On Sunday, the Los Angeles Times business section ran an article on how to prepare yourself for life as a bootlick. It was gruesome.
We've dressed it up some.
Making dream job a reality is no easy task
Want to know the secret of landing your dream job? Making yourself over as a hardened job-hunting machine.
Victoria Secret has figured this out. She's still in college at UCLA, but an up-and-coming striver, hustling to land a position in the entertainment industry. She has interned with Sony, worked pro bono one year for Walt Disney Outreach and spends nights thinking up slogans and jingles for the Bruin Ad Team, UCLA's student run advertising team.
Secret is a skilled networker. She e-mails everyone she knows or has ever known who is still in the labor force, letting them know her talents and job interests. And she hands out business cards during her part-time job as a campus sales rep for a PC company.
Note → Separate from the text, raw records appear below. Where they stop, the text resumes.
//! 导出服务
//!
//! 只负责把一个任务的表格写成文件

use std::fs;
use std::path::{Path, PathBuf};

use rust_xlsxwriter::Workbook;
use tracing::{debug, info};

use crate::error::{AppResult, ExportError};
use crate::models::{Cell, RecordSet, Table};

/// 导出格式
#[derive(Debug, Clone, Copy, PartialEq, Eq, Default, clap::ValueEnum)]
pub enum ExportFormat {
    #[default]
    Csv,
    Xlsx,
    /// 同时导出 CSV 和 XLSX
    Both,
}

impl ExportFormat {
    fn extensions(self) -> &'static [&'static str] {
        match self {
            ExportFormat::Csv => &["csv"],
            ExportFormat::Xlsx => &["xlsx"],
            ExportFormat::Both => &["csv", "xlsx"],
        }
    }
}

/// 导出服务
pub struct Exporter {
    output_dir: PathBuf,
    format: ExportFormat,
}

impl Exporter {
    pub fn new(output_dir: impl Into<PathBuf>, format: ExportFormat) -> Self {
        Self {
            output_dir: output_dir.into(),
            format,
        }
    }

    pub fn output_dir(&self) -> &Path {
        &self.output_dir
    }

    /// 导出记录集，文件名由任务生成；返回写出的文件路径
    pub fn export(&self, records: &RecordSet) -> AppResult<Vec<PathBuf>> {
        fs::create_dir_all(&self.output_dir).map_err(|source| ExportError::CreateDir {
            path: self.output_dir.display().to_string(),
            source,
        })?;

        let stem = records.job().output_stem();
        let table = records.to_table();
        let mut written = Vec::new();

        for extension in self.format.extensions() {
            let path = self.output_dir.join(format!("{}.{}", stem, extension));
            match *extension {
                "xlsx" => write_xlsx(&table, &path)?,
                _ => write_csv(&table, &path)?,
            }
            info!("💾 已保存 {} 条记录: {}", table.rows.len(), path.display());
            written.push(path);
        }

        Ok(written)
    }
}

/// 写 CSV：第一行是表头，没有索引列
pub fn write_csv(table: &Table, path: &Path) -> AppResult<()> {
    debug!("写入 CSV: {}", path.display());
    let mut writer = csv::Writer::from_path(path).map_err(ExportError::from)?;
    writer.write_record(&table.headers).map_err(ExportError::from)?;
    for row in &table.rows {
        writer
            .write_record(row.iter().map(Cell::to_string))
            .map_err(ExportError::from)?;
    }
    writer.flush().map_err(|source| ExportError::Write {
        path: path.display().to_string(),
        source,
    })?;
    Ok(())
}

/// 写 XLSX：数字列保留数字类型，空值留空单元格
pub fn write_xlsx(table: &Table, path: &Path) -> AppResult<()> {
    debug!("写入 XLSX: {}", path.display());
    let mut workbook = Workbook::new();
    let sheet = workbook.add_worksheet();

    for (col, header) in table.headers.iter().enumerate() {
        sheet.write_string(0, col as u16, *header).map_err(ExportError::from)?;
    }
    for (row_index, row) in table.rows.iter().enumerate() {
        let row_num = row_index as u32 + 1;
        for (col, cell) in row.iter().enumerate() {
            let col = col as u16;
            match cell {
                Cell::Text(s) => {
                    sheet.write_string(row_num, col, s).map_err(ExportError::from)?;
                }
                Cell::Integer(n) => {
                    sheet.write_number(row_num, col, *n as f64).map_err(ExportError::from)?;
                }
                Cell::Float(x) => {
                    sheet.write_number(row_num, col, *x).map_err(ExportError::from)?;
                }
                Cell::Empty => {}
            }
        }
    }

    workbook.save(path).map_err(ExportError::from)?;
    Ok(())
}
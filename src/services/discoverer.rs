//! 列表发现服务 - 业务能力层
//!
//! 只负责"搜索并把结果列表滚动到收敛"，不关心抽取

use std::time::Duration;

use tokio::time::Instant;
use tracing::{debug, info, warn};

use crate::config::Config;
use crate::error::AppResult;
use crate::infrastructure::PageDriver;
use crate::models::SearchJob;
use crate::services::convergence::{ConvergenceState, StopReason, TargetCount};
use crate::services::selectors;

/// 发现结果
#[derive(Debug)]
pub struct Discovery<H> {
    pub handles: Vec<H>,
    pub reason: StopReason,
    /// 滚动 + 计数的轮数
    pub polls: usize,
}

/// 列表发现服务
///
/// 职责：
/// - 提交搜索
/// - 反复"滚动 → 等待 → 计数"，直到达到目标数量或列表不再增长
/// - 只处理单个任务
pub struct Discoverer {
    fill_settle: Duration,
    search_settle: Duration,
    scroll_settle: Duration,
    scroll_amount: i64,
    timeout: Duration,
}

impl Discoverer {
    pub fn new(config: &Config) -> Self {
        Self {
            fill_settle: config.delays.fill,
            search_settle: config.delays.search,
            scroll_settle: config.delays.scroll,
            scroll_amount: config.scroll_amount,
            timeout: config.discovery_timeout,
        }
    }

    /// 设置发现阶段的最长时间
    pub fn with_timeout(mut self, timeout: Duration) -> Self {
        self.timeout = timeout;
        self
    }

    /// 在搜索框中提交任务的查询语句
    pub async fn search<D: PageDriver>(&self, driver: &D, job: &SearchJob) -> AppResult<()> {
        let query = job.query();
        debug!("提交搜索: {}", query);

        driver.fill_input(&selectors::SEARCH_INPUT, &query).await?;
        driver.wait(self.fill_settle).await;
        driver.press_enter().await?;
        driver.wait(self.search_settle).await;

        // 鼠标停在结果列表上，滚动才会作用到列表
        if !driver.hover(&selectors::LISTING_ANCHOR).await? {
            debug!("搜索结果中没有可悬停的列表项");
        }
        Ok(())
    }

    /// 搜索并滚动结果列表直到收敛，返回列表项句柄
    pub async fn discover<D: PageDriver>(
        &self,
        driver: &D,
        job: &SearchJob,
        target: TargetCount,
    ) -> AppResult<Discovery<D::Handle>> {
        self.search(driver, job).await?;

        let started = Instant::now();
        let mut state = ConvergenceState::default();
        let mut polls = 0;

        let reason = loop {
            driver.scroll(self.scroll_amount).await?;
            driver.wait(self.scroll_settle).await;

            let current = driver.count(&selectors::LISTING_ANCHOR).await?;
            polls += 1;
            state = state.observe(current, target);

            match state {
                ConvergenceState::Converged { reason, .. } => break reason,
                ConvergenceState::Polling { .. } => {
                    info!("当前已发现: {}", current);
                    if started.elapsed() >= self.timeout {
                        warn!(
                            "⚠️ 发现阶段超过 {:?} 仍未收敛，使用当前已加载的 {} 个结果",
                            self.timeout, current
                        );
                        break StopReason::TimedOut;
                    }
                }
            }
        };

        let mut handles = driver.locate_all(&selectors::LISTING_ITEM).await?;
        if let Some(limit) = target.limit() {
            handles.truncate(limit);
        }

        match reason {
            StopReason::AtTarget => info!("✓ 已达到目标数量，共发现: {}", handles.len()),
            StopReason::Stabilized => info!("✓ 已加载全部可用结果，共发现: {}", handles.len()),
            StopReason::TimedOut => info!("共发现: {}", handles.len()),
        }

        Ok(Discovery {
            handles,
            reason,
            polls,
        })
    }
}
Secret reviews her resume every month. You should too. "It's a constant work in progress, like your life."
Secret's leave-no-stone-unturned effort will pay off, experts say. She'll eventually land a job. When that happens, answering "So, what do you do?" will become a fulfilling and affirming experience.
Getting hired is all about doggedness, focus and learning to leverage contacts. No one gets anything worthwhile in the 2008 United States of America without being able to call in favors. If you haven't got faint acquaintances who can assist in getting your foot in the door somewhere, this country is a grim place.
You've got to throw yourself out there, reaching for any hands or legs there are to be grasped. If you can't do that, you'll face rejection again and again.
Here are several things you should do:
Post your resume on-line
You should buy high-quality paper and fresh ink for your printer. In these desperate days, some employers want to have the feel of a good piece of bond in their hands even as they're tossing it into the trash in favor of the name of someone passed to them by a co-worker or superior. In the meantime, accept that there are virtues to going digital -- those being that it's easy, fast and puts you in a nice position of being immediately accessible, along with the 250 million other people who posted their resumes on-line.
Monster.com, for example, lists hundreds of thousands of jobs in virtually every category and works with 90 percent of the Fortune 1000 companies. To sift them, you'd have to be a machine. And while you are not as capable as such a machine, you must strive to be as machine-like as possible in your on-line search for a job. If you cannot be a ruthless job-hunting machine, you will fail and entropy -- the dissolving of everything into nothing -- will invade your life.
Other on-line sites target specific fields like jobsforandinmoneymoneymoney.com focusing on accounting and financialization services, annoyingcomputerjobs.com on the obvious, and opportunityknocksbutnotforyou.org, for employment at subsistence wages in the world of nonprofits.
Since there are so many resumes on-line you have about as good a chance at landing something decent as winning a raffle. Have you ever won anything worthwhile in a raffle? That gift certificate to Macy's doesn't count.
Apply directly to a company, on-line and off
Many companies post opening on their websites, but responding blind could land your application in a black hole, says Gary Kaplan, founder of Gary Kaplan & Associates, a Pasadena search firm. Do it the old-fashioned way: "Get the name of someone and write to that person."
Everyone knows corporate office-workers and administrators look forward to getting unsolicited mail from desperate people they don't know. You can check the company's dumpster for your cover letter and resume a couple of days after you mailed it, if you're job searching locally. This will allow you to informally keep tabs on the progress of your search. The technique is called "dumpster diving."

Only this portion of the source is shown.